__What is being asked__. Among the entries below, find the lines with "command" and copy them.

+++ Records for processing +++

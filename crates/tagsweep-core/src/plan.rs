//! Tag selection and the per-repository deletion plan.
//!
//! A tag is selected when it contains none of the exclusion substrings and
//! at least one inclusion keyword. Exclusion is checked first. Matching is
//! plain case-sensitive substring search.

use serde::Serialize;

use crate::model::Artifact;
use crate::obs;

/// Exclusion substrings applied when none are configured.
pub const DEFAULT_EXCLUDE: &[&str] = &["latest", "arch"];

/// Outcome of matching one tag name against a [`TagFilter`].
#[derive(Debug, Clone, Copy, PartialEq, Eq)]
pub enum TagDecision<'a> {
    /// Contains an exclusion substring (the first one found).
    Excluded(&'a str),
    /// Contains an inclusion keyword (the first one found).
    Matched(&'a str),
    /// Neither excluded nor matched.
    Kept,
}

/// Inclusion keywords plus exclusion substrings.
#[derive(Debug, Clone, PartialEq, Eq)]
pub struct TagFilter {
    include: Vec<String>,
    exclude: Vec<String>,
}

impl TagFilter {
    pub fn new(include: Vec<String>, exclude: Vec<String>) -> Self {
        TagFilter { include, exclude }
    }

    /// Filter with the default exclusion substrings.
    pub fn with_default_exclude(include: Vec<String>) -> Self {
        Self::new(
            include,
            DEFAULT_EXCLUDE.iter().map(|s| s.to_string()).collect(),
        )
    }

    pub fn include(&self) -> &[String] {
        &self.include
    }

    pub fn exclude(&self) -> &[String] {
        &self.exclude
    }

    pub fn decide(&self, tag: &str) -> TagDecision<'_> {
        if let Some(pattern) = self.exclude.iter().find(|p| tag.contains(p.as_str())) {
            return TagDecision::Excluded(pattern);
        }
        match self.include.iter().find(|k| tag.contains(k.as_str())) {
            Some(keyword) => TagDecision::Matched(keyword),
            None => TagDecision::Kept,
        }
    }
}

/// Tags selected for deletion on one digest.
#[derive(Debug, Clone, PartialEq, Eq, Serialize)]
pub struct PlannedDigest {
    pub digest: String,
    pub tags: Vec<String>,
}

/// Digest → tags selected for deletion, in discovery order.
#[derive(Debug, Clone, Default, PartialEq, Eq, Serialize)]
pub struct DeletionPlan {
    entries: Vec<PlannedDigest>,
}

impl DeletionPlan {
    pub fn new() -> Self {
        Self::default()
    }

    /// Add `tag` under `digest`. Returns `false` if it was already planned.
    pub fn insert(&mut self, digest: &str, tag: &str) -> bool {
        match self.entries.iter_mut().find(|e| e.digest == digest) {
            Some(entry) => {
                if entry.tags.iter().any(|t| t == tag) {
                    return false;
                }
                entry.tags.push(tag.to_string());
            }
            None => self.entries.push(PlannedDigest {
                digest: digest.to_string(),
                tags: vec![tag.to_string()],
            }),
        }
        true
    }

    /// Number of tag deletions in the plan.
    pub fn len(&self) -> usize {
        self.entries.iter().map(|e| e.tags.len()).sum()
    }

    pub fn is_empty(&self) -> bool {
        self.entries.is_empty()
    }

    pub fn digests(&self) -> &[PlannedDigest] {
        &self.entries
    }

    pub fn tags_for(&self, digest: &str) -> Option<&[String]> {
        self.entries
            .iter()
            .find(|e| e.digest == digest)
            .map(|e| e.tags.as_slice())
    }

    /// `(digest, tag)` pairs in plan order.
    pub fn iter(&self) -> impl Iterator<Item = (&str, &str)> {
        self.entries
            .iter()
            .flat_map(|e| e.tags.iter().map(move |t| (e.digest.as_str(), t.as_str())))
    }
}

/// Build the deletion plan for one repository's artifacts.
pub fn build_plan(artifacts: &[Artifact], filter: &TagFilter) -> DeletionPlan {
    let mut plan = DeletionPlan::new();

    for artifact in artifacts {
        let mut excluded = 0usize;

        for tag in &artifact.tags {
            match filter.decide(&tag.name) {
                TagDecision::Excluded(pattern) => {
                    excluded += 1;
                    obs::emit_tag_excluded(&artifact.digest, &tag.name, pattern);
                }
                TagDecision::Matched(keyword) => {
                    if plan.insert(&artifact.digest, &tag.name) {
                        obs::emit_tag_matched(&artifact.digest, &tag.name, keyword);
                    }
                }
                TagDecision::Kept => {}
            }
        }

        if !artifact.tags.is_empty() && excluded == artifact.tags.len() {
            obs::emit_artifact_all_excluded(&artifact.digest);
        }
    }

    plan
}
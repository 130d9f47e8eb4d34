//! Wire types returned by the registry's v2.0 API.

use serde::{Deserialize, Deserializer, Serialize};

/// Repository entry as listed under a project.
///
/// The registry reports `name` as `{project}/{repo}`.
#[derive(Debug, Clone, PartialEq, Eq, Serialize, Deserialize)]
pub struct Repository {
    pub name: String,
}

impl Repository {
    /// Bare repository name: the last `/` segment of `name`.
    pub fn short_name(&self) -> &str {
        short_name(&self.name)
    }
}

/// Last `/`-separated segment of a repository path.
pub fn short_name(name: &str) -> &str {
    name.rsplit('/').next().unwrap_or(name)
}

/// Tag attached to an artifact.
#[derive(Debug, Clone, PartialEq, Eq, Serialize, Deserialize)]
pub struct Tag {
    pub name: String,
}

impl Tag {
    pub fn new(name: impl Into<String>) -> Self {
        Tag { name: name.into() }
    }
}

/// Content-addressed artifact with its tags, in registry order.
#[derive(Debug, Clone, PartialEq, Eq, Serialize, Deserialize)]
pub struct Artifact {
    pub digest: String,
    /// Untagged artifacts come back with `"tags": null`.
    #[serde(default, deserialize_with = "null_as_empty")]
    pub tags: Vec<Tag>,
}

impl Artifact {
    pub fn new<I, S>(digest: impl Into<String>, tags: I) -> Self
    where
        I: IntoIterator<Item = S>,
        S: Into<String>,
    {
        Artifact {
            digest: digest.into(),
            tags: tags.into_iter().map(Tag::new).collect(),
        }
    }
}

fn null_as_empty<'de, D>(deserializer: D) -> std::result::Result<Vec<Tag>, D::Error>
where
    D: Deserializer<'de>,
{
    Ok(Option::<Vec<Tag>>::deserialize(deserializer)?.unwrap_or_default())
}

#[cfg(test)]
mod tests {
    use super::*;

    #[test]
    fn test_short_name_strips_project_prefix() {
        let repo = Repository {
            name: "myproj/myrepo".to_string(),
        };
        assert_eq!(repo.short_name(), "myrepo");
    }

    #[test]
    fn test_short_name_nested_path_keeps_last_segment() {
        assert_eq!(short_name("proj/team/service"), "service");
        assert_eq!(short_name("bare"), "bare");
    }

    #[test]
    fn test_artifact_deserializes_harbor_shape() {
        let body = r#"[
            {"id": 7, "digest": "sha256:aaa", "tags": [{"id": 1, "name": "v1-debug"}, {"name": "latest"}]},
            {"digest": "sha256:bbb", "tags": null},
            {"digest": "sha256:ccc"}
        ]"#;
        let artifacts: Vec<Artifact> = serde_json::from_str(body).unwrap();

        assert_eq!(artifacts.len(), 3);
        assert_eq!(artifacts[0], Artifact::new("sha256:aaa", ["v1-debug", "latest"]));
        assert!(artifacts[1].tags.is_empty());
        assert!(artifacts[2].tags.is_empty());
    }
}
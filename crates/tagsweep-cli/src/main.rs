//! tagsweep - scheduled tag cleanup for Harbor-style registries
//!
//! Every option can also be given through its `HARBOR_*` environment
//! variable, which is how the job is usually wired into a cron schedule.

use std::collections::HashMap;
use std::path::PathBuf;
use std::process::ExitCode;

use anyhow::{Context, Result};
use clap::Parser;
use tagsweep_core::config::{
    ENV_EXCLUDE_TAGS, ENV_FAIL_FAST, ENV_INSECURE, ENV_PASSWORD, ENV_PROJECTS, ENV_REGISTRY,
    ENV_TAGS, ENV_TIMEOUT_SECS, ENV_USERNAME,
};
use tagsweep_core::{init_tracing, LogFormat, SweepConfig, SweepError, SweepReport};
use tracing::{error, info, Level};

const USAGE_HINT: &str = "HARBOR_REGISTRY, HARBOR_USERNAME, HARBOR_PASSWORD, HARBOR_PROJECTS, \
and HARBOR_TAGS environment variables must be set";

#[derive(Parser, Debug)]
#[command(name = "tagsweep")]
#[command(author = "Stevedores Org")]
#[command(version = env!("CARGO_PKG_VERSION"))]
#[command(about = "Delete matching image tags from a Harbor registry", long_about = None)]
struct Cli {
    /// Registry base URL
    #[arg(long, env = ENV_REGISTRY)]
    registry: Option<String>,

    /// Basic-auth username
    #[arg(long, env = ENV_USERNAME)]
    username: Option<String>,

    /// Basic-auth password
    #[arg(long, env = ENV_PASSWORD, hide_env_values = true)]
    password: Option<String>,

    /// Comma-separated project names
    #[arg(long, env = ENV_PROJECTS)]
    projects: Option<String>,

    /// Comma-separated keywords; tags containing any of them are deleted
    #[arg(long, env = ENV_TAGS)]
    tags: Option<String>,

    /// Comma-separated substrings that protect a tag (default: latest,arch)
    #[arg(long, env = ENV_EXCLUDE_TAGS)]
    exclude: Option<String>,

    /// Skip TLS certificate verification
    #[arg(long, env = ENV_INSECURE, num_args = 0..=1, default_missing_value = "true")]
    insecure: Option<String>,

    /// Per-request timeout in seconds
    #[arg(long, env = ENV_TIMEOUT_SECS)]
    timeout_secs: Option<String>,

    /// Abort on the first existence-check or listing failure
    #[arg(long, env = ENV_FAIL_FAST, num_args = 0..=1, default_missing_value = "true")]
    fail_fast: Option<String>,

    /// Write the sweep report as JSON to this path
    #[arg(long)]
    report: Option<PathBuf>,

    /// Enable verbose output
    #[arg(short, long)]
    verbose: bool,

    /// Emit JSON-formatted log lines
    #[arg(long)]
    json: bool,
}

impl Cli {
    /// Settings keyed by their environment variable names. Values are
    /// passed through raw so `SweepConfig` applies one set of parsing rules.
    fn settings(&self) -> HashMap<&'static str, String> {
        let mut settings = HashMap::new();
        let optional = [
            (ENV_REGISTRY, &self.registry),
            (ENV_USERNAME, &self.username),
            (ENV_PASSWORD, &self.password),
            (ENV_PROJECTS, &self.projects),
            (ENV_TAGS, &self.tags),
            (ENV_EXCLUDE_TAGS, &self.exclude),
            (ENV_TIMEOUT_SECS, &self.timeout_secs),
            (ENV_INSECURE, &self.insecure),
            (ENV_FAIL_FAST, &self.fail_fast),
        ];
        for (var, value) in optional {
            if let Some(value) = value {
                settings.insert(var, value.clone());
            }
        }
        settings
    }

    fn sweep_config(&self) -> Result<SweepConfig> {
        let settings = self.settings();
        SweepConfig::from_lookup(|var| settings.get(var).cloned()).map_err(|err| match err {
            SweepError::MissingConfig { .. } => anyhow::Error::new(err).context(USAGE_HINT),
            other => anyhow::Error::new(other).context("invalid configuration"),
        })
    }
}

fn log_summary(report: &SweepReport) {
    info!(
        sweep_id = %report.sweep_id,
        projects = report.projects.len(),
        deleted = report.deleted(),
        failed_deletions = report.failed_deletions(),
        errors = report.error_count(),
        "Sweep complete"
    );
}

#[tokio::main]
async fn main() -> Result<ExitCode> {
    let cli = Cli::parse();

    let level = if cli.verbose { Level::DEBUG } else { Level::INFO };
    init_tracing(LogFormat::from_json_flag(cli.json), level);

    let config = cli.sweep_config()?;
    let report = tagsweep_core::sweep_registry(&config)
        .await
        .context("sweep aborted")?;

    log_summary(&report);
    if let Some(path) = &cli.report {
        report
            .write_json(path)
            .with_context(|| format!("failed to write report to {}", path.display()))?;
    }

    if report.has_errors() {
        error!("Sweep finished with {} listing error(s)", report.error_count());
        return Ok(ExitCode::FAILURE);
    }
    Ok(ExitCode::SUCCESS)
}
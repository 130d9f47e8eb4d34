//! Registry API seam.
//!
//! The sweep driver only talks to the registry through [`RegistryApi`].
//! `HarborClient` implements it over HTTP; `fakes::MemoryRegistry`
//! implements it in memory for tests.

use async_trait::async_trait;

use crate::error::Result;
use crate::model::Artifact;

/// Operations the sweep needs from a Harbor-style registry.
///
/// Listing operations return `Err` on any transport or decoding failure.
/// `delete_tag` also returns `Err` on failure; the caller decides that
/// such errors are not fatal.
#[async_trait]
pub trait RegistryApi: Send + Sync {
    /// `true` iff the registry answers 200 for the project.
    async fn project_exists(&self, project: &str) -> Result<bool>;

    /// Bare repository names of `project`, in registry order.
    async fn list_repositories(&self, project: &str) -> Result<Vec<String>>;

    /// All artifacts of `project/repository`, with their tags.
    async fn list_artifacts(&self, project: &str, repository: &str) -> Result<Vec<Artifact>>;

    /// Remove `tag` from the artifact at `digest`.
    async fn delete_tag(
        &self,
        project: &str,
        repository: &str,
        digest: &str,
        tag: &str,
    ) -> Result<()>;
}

+++

__Task answer__.
#[command(name = "tagsweep")]
#[command(author = "Stevedores Org")]
#[command(version = env!("CARGO_PKG_VERSION"))]
#[command(about = "Delete matching image tags from a Harbor registry", long_about = None)]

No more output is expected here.